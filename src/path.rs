//! Tenant-scoped repository path resolution.
//!
//! Every identifier becomes exactly one path component under the configured
//! storage root, so distinct identifier tuples can never collide and no
//! resolved path can escape the root.

use std::path::{Path, PathBuf};

use crate::error::GitExecutorError;

/// Resolved location of one tenant application's repository.
#[derive(Debug, Clone, PartialEq, Eq)]
pub struct RepoPath {
    tenant_id: String,
    app_id: String,
    repo_name: String,
    suffix: Option<String>,
    path: PathBuf,
}

impl RepoPath {
    pub fn tenant_id(&self) -> &str {
        &self.tenant_id
    }

    pub fn app_id(&self) -> &str {
        &self.app_id
    }

    pub fn repo_name(&self) -> &str {
        &self.repo_name
    }

    pub fn suffix(&self) -> Option<&str> {
        self.suffix.as_deref()
    }

    /// Absolute path: `<root>/<tenant>/<app>/<repo>[/<suffix>]`.
    pub fn as_path(&self) -> &Path {
        &self.path
    }

    pub fn to_path_buf(&self) -> PathBuf {
        self.path.clone()
    }
}

pub(crate) fn resolve(
    root: &Path,
    tenant_id: &str,
    app_id: &str,
    repo_name: &str,
    suffix: Option<&str>,
) -> Result<RepoPath, GitExecutorError> {
    validate_segment("tenant id", tenant_id)?;
    validate_segment("app id", app_id)?;
    validate_segment("repo name", repo_name)?;
    if let Some(s) = suffix {
        validate_segment("suffix", s)?;
    }

    let mut path = root.join(tenant_id).join(app_id).join(repo_name);
    if let Some(s) = suffix {
        path.push(s);
    }

    Ok(RepoPath {
        tenant_id: tenant_id.to_string(),
        app_id: app_id.to_string(),
        repo_name: repo_name.to_string(),
        suffix: suffix.map(|s| s.to_string()),
        path,
    })
}

fn validate_segment(kind: &str, value: &str) -> Result<(), GitExecutorError> {
    if value.is_empty() {
        return Err(GitExecutorError::InvalidLocation(format!("{kind} is empty")));
    }
    if value == "." || value == ".." {
        return Err(GitExecutorError::InvalidLocation(format!(
            "{kind} {value:?} is a path traversal sequence"
        )));
    }
    if value.contains('/') || value.contains('\\') {
        return Err(GitExecutorError::InvalidLocation(format!(
            "{kind} {value:?} contains a path separator"
        )));
    }
    if value.chars().any(|c| c.is_control()) {
        return Err(GitExecutorError::InvalidLocation(format!(
            "{kind} contains control characters"
        )));
    }
    Ok(())
}
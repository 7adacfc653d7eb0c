//! Destructive resets. Both operations are irreversible at this layer;
//! callers must have captured anything they want to keep.

use crate::cli::GitCli;
use crate::error::GitExecutorError;
use crate::path::RepoPath;

use super::{open_repo, GitExecutor};

impl GitExecutor {
    /// Discard all working-tree and index changes, restoring exactly the
    /// tree of `branch`'s current HEAD (untracked files included). Any
    /// paused merge or rebase is aborted first.
    pub async fn reset_to_last_commit(
        &self,
        repo: &RepoPath,
        branch: &str,
    ) -> Result<bool, GitExecutorError> {
        let path = repo.to_path_buf();
        let branch = branch.to_string();
        self.run_exclusive(repo, move || {
            let r = open_repo(&path)?;
            let cli = GitCli::new();
            clear_paused_state(&r, &cli, &path)?;

            // Destructive checkout by design: this is the documented escape
            // hatch from a dirty or conflicted working tree.
            let refname = format!("refs/heads/{branch}");
            let obj = r
                .revparse_single(&refname)
                .map_err(|_| GitExecutorError::BranchNotFound(branch.clone()))?;
            let mut co = git2::build::CheckoutBuilder::new();
            co.force();
            r.checkout_tree(&obj, Some(&mut co))?;
            r.set_head(&refname)?;

            cli.reset_hard(&path, "HEAD")?;
            cli.clean_untracked(&path)?;
            tracing::info!(branch = %branch, "reset to last commit");
            Ok(true)
        })
        .await
    }

    /// [`GitExecutor::reset_to_last_commit`] plus moving the current branch
    /// pointer to `branch`'s tip, discarding local commits as well.
    pub async fn reset_hard(
        &self,
        repo: &RepoPath,
        branch: &str,
    ) -> Result<bool, GitExecutorError> {
        let path = repo.to_path_buf();
        let branch = branch.to_string();
        self.run_exclusive(repo, move || {
            let r = open_repo(&path)?;
            let cli = GitCli::new();
            clear_paused_state(&r, &cli, &path)?;

            r.find_branch(&branch, git2::BranchType::Local)
                .map_err(|_| GitExecutorError::BranchNotFound(branch.clone()))?;
            cli.reset_hard(&path, &format!("refs/heads/{branch}"))?;
            cli.clean_untracked(&path)?;
            tracing::info!(branch = %branch, "hard reset");
            Ok(true)
        })
        .await
    }
}

fn clear_paused_state(
    repo: &git2::Repository,
    cli: &GitCli,
    path: &std::path::Path,
) -> Result<(), GitExecutorError> {
    if cli.is_rebase_in_progress(path).unwrap_or(false) {
        cli.abort_rebase(path)?;
    }
    if repo.state() != git2::RepositoryState::Clean {
        repo.cleanup_state()?;
    }
    Ok(())
}
//! Staging, committing and history.

use chrono::{DateTime, Utc};
use git2::{IndexAddOption, Sort};

use crate::error::GitExecutorError;
use crate::path::RepoPath;
use crate::types::CommitRecord;

use super::{open_repo, run_blocking, utc_signature, GitExecutor};

impl GitExecutor {
    /// Stage every working-tree change (adds, modifies, deletes) and commit
    /// with the given author identity. With `amend` the previous commit is
    /// rewritten instead of creating a new ancestor. A commit with nothing
    /// staged and `amend = false` returns the current HEAD id unchanged, so
    /// retries never produce empty commits.
    pub async fn commit(
        &self,
        repo: &RepoPath,
        message: &str,
        author_name: &str,
        author_email: &str,
        amend: bool,
    ) -> Result<String, GitExecutorError> {
        let path = repo.to_path_buf();
        let message = message.to_string();
        let name = author_name.to_string();
        let email = author_email.to_string();
        self.run_exclusive(repo, move || {
            let r = open_repo(&path)?;
            let mut index = r.index()?;
            index.add_all(["*"], IndexAddOption::DEFAULT, None)?;
            index.update_all(["*"], None)?;
            index.write()?;
            let tree_id = index.write_tree()?;
            let tree = r.find_tree(tree_id)?;
            let sig = utc_signature(&name, &email)?;

            let committed = match r.head() {
                Ok(head) => {
                    let parent = head.peel_to_commit()?;
                    if amend {
                        let id = parent.amend(
                            Some("HEAD"),
                            Some(&sig),
                            Some(&sig),
                            None,
                            Some(&message),
                            Some(&tree),
                        )?;
                        tracing::debug!(commit = %id, "amended commit");
                        Ok(id.to_string())
                    } else if parent.tree_id() == tree_id {
                        // Nothing staged; idempotent no-op.
                        Ok(parent.id().to_string())
                    } else {
                        let id = r.commit(Some("HEAD"), &sig, &sig, &message, &tree, &[&parent])?;
                        tracing::debug!(commit = %id, "created commit");
                        Ok(id.to_string())
                    }
                }
                Err(e) if e.code() == git2::ErrorCode::UnbornBranch => {
                    if amend {
                        return Err(GitExecutorError::NoPriorCommit);
                    }
                    let id = r.commit(Some("HEAD"), &sig, &sig, &message, &tree, &[])?;
                    tracing::debug!(commit = %id, "created initial commit");
                    Ok(id.to_string())
                }
                Err(e) => Err(e.into()),
            };
            committed
        })
        .await
    }

    /// Newest-first history from HEAD, at most `limit` entries. Read-only.
    pub async fn commit_history(
        &self,
        repo: &RepoPath,
        limit: usize,
    ) -> Result<Vec<CommitRecord>, GitExecutorError> {
        let path = repo.to_path_buf();
        run_blocking(move || {
            let r = open_repo(&path)?;
            let mut walk = match r.revwalk() {
                Ok(w) => w,
                Err(e) => return Err(e.into()),
            };
            match walk.push_head() {
                Ok(()) => {}
                Err(e) if e.code() == git2::ErrorCode::UnbornBranch => return Ok(Vec::new()),
                Err(e) => return Err(e.into()),
            }
            walk.set_sorting(Sort::TOPOLOGICAL | Sort::TIME)?;

            let mut records = Vec::new();
            for oid in walk.take(limit) {
                let commit = r.find_commit(oid?)?;
                let author = commit.author();
                let timestamp: DateTime<Utc> =
                    DateTime::from_timestamp(commit.time().seconds(), 0).unwrap_or_else(Utc::now);
                records.push(CommitRecord {
                    id: commit.id().to_string(),
                    author_name: author.name().unwrap_or("").to_string(),
                    author_email: author.email().unwrap_or("").to_string(),
                    message: commit.message().unwrap_or("").trim_end().to_string(),
                    timestamp,
                    parents: commit.parent_ids().map(|p| p.to_string()).collect(),
                });
            }
            Ok(records)
        })
        .await
    }
}
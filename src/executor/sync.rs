//! Remote synchronization: fetch, push, pull.

use std::cell::RefCell;

use git2::{FetchOptions, PushOptions, Repository};

use crate::credentials::DeployKey;
use crate::error::GitExecutorError;
use crate::path::RepoPath;
use crate::types::{FetchSummary, MergeOutcome, PushSummary};

use super::merge::{branch_tip, failed_on_merge_class, merge_into_head};
use super::{open_repo, GitExecutor};

impl GitExecutor {
    /// Retrieve objects and remote-tracking refs without touching the
    /// working tree or the current branch pointer. `all` fetches every
    /// remote branch; otherwise only `branch` (`None` behaves as `all`).
    pub async fn fetch(
        &self,
        repo: &RepoPath,
        remote_url: &str,
        key: DeployKey,
        branch: Option<&str>,
        all: bool,
    ) -> Result<FetchSummary, GitExecutorError> {
        let path = repo.to_path_buf();
        let url = remote_url.to_string();
        let refspec = match branch {
            Some(b) if !all => format!("+refs/heads/{b}:refs/remotes/origin/{b}"),
            _ => "+refs/heads/*:refs/remotes/origin/*".to_string(),
        };
        self.run_exclusive(repo, move || {
            let r = open_repo(&path)?;
            let summary = do_fetch(&r, &url, &key, &refspec)?;
            tracing::info!(
                objects = summary.received_objects,
                bytes = summary.received_bytes,
                "fetch complete"
            );
            Ok(summary)
        })
        .await
    }

    /// Push a branch to the remote. Fails with `NonFastForward` when the
    /// remote has diverged; force-push is deliberately not exposed here.
    pub async fn push(
        &self,
        repo: &RepoPath,
        remote_url: &str,
        key: DeployKey,
        branch: &str,
    ) -> Result<PushSummary, GitExecutorError> {
        let path = repo.to_path_buf();
        let url = remote_url.to_string();
        let branch = branch.to_string();
        self.run_exclusive(repo, move || {
            let r = open_repo(&path)?;
            r.find_branch(&branch, git2::BranchType::Local)
                .map_err(|_| GitExecutorError::BranchNotFound(branch.clone()))?;

            let refspec = format!("refs/heads/{branch}:refs/heads/{branch}");
            let rejection: RefCell<Option<String>> = RefCell::new(None);
            {
                let mut cbs = key.callbacks();
                cbs.push_update_reference(|refname, status| {
                    if let Some(msg) = status {
                        *rejection.borrow_mut() = Some(format!("{refname}: {msg}"));
                    }
                    Ok(())
                });
                let mut po = PushOptions::new();
                po.remote_callbacks(cbs);
                let mut remote = r.remote_anonymous(&url)?;
                remote.push(&[refspec.as_str()], Some(&mut po))?;
            }

            if let Some(msg) = rejection.into_inner() {
                let folded = msg.to_ascii_lowercase().replace('-', "");
                if folded.contains("fastforward") || folded.contains("fetch first") {
                    return Err(GitExecutorError::NonFastForward);
                }
                return Err(GitExecutorError::Transport(msg));
            }
            tracing::info!(%refspec, "push complete");
            Ok(PushSummary { pushed_ref: refspec })
        })
        .await
    }

    /// Fetch `branch` and merge its remote-tracking ref into the current
    /// branch through the shared merge primitive: identical fast-forward
    /// and conflict semantics to [`GitExecutor::merge`].
    pub async fn pull(
        &self,
        repo: &RepoPath,
        remote_url: &str,
        branch: &str,
        key: DeployKey,
    ) -> Result<MergeOutcome, GitExecutorError> {
        let path = repo.to_path_buf();
        let url = remote_url.to_string();
        let branch = branch.to_string();
        self.run_exclusive(repo, move || {
            let r = open_repo(&path)?;
            let refspec = format!("+refs/heads/{branch}:refs/remotes/origin/{branch}");
            do_fetch(&r, &url, &key, &refspec)?;
            drop(key); // credentials are not needed for the local merge

            let tracking = format!("origin/{branch}");
            let src = branch_tip(&r, &tracking)?.id();
            let src = r.find_commit(src)?;
            failed_on_merge_class(merge_into_head(&r, &tracking, &src))
        })
        .await
    }
}

fn do_fetch(
    repo: &Repository,
    url: &str,
    key: &DeployKey,
    refspec: &str,
) -> Result<FetchSummary, GitExecutorError> {
    let mut remote = repo.remote_anonymous(url)?;
    let mut fo = FetchOptions::new();
    fo.remote_callbacks(key.callbacks());
    remote.fetch(&[refspec], Some(&mut fo), None)?;
    let stats = remote.stats();
    Ok(FetchSummary {
        received_objects: stats.received_objects(),
        received_bytes: stats.received_bytes(),
    })
}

### AIM OF THE EXERCISE
Gather each line from the entries above that includes the word "CommitRecord".

### OUTPUT BELOW
use crate::types::CommitRecord;
    ) -> Result<Vec<CommitRecord>, GitExecutorError> {
                records.push(CommitRecord {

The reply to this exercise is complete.